### TASK OBJECTIVE
Show, from the records below, all lines that contain the word "through".

### DATA FOR REVIEW
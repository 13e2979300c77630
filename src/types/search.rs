//! Vector search types

use std::cmp::Ordering;
use std::collections::BTreeMap;

use serde::{Deserialize, Serialize};

/// Metadata equality filters passed through to the vector index.
///
/// A `BTreeMap` keeps keys sorted, so the serialized form is canonical and
/// can safely feed cache keys.
pub type FilterConditions = BTreeMap<String, serde_json::Value>;

/// Bibliographic and provenance metadata attached to a passage.
#[derive(Debug, Clone, Default, PartialEq, Serialize, Deserialize)]
pub struct PassageMetadata {
    /// Identifier of the document this passage was cut from.
    pub document_id: String,
    #[serde(default, skip_serializing_if = "Vec::is_empty")]
    pub authors: Vec<String>,
    #[serde(default, skip_serializing_if = "Option::is_none")]
    pub doi: Option<String>,
    /// Identifier in an external catalogue (e.g. a PubMed id).
    #[serde(default, skip_serializing_if = "Option::is_none")]
    pub external_id: Option<String>,
    #[serde(default, skip_serializing_if = "Option::is_none")]
    pub source: Option<String>,
    /// Free-form attributes matched by [`FilterConditions`].
    #[serde(default, skip_serializing_if = "BTreeMap::is_empty")]
    pub extra: BTreeMap<String, serde_json::Value>,
}

impl PassageMetadata {
    /// Metadata for a passage of `document_id`.
    pub fn new(document_id: impl Into<String>) -> Self {
        Self {
            document_id: document_id.into(),
            ..Self::default()
        }
    }

    pub fn with_authors(mut self, authors: Vec<String>) -> Self {
        self.authors = authors;
        self
    }

    pub fn with_doi(mut self, doi: impl Into<String>) -> Self {
        self.doi = Some(doi.into());
        self
    }

    pub fn with_external_id(mut self, id: impl Into<String>) -> Self {
        self.external_id = Some(id.into());
        self
    }

    pub fn with_source(mut self, source: impl Into<String>) -> Self {
        self.source = Some(source.into());
        self
    }

    pub fn with_extra(mut self, key: impl Into<String>, value: serde_json::Value) -> Self {
        self.extra.insert(key.into(), value);
        self
    }

    /// Whether every filter condition matches this metadata.
    ///
    /// Well-known keys (`document_id`, `source`, `doi`, `external_id`) are
    /// checked against their fields; all other keys against `extra`.
    pub fn matches(&self, filter: &FilterConditions) -> bool {
        filter.iter().all(|(key, expected)| match key.as_str() {
            "document_id" => str_eq(expected, Some(self.document_id.as_str())),
            "source" => str_eq(expected, self.source.as_deref()),
            "doi" => str_eq(expected, self.doi.as_deref()),
            "external_id" => str_eq(expected, self.external_id.as_deref()),
            _ => self.extra.get(key) == Some(expected),
        })
    }
}

fn str_eq(expected: &serde_json::Value, actual: Option<&str>) -> bool {
    matches!((expected.as_str(), actual), (Some(e), Some(a)) if e == a)
}

/// One scored passage returned by the vector index.
#[derive(Debug, Clone, PartialEq, Serialize, Deserialize)]
pub struct SearchResult {
    pub passage_id: String,
    /// Similarity in `0.0..=1.0`.
    pub score: f32,
    pub title: String,
    pub source_metadata: PassageMetadata,
    pub snippet: String,
}

impl SearchResult {
    pub fn new(
        passage_id: impl Into<String>,
        score: f32,
        title: impl Into<String>,
        snippet: impl Into<String>,
        source_metadata: PassageMetadata,
    ) -> Self {
        Self {
            passage_id: passage_id.into(),
            score,
            title: title.into(),
            source_metadata,
            snippet: snippet.into(),
        }
    }
}

/// Sort results by descending score, ties broken by ascending passage id.
///
/// Scores are clamped into `0.0..=1.0` first; NaN sorts last.
pub fn rank_results(results: &mut [SearchResult]) {
    for result in results.iter_mut() {
        if !result.score.is_nan() {
            result.score = result.score.clamp(0.0, 1.0);
        }
    }
    results.sort_by(compare_ranked);
}

fn compare_ranked(a: &SearchResult, b: &SearchResult) -> Ordering {
    match (a.score.is_nan(), b.score.is_nan()) {
        (true, false) => Ordering::Greater,
        (false, true) => Ordering::Less,
        _ => b
            .score
            .total_cmp(&a.score)
            .then_with(|| a.passage_id.cmp(&b.passage_id)),
    }
}

/// Request handed to a [`VectorIndex`](crate::providers::VectorIndex).
#[derive(Debug, Clone, PartialEq)]
pub struct SearchQuery {
    pub vector: Vec<f32>,
    pub top_k: usize,
    pub score_threshold: f32,
    pub filter: FilterConditions,
}
//! Pipeline collaborators.
//!
//! Traits the orchestrator depends on, plus bundled implementations:
//! an in-memory vector index, an OpenAI-compatible embeddings client,
//! generation through the `llm` crate, and (feature `local-inference`)
//! fastembed embeddings.

#[cfg(feature = "local-inference")]
pub mod fastembed;
pub mod llm_generation;
pub mod memory_index;
pub mod openai_embeddings;
pub mod traits;

#[cfg(feature = "local-inference")]
pub use fastembed::{LocalEmbeddingBackend, LocalEmbeddingModel};
pub use llm_generation::LlmGenerationBackend;
pub use memory_index::{IndexedPassage, InMemoryVectorIndex, cosine_similarity};
pub use openai_embeddings::{DEFAULT_EMBEDDING_MODEL, OpenAiEmbeddingClient};
pub use traits::{
    CorpusChange, CorpusListener, EmbeddingBackend, GenerateStream, GenerationBackend, VectorIndex,
};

### RESPONSE AREA
/// Metadata equality filters passed through to the vector index.
//! generation through the `llm` crate, and (feature `local-inference`)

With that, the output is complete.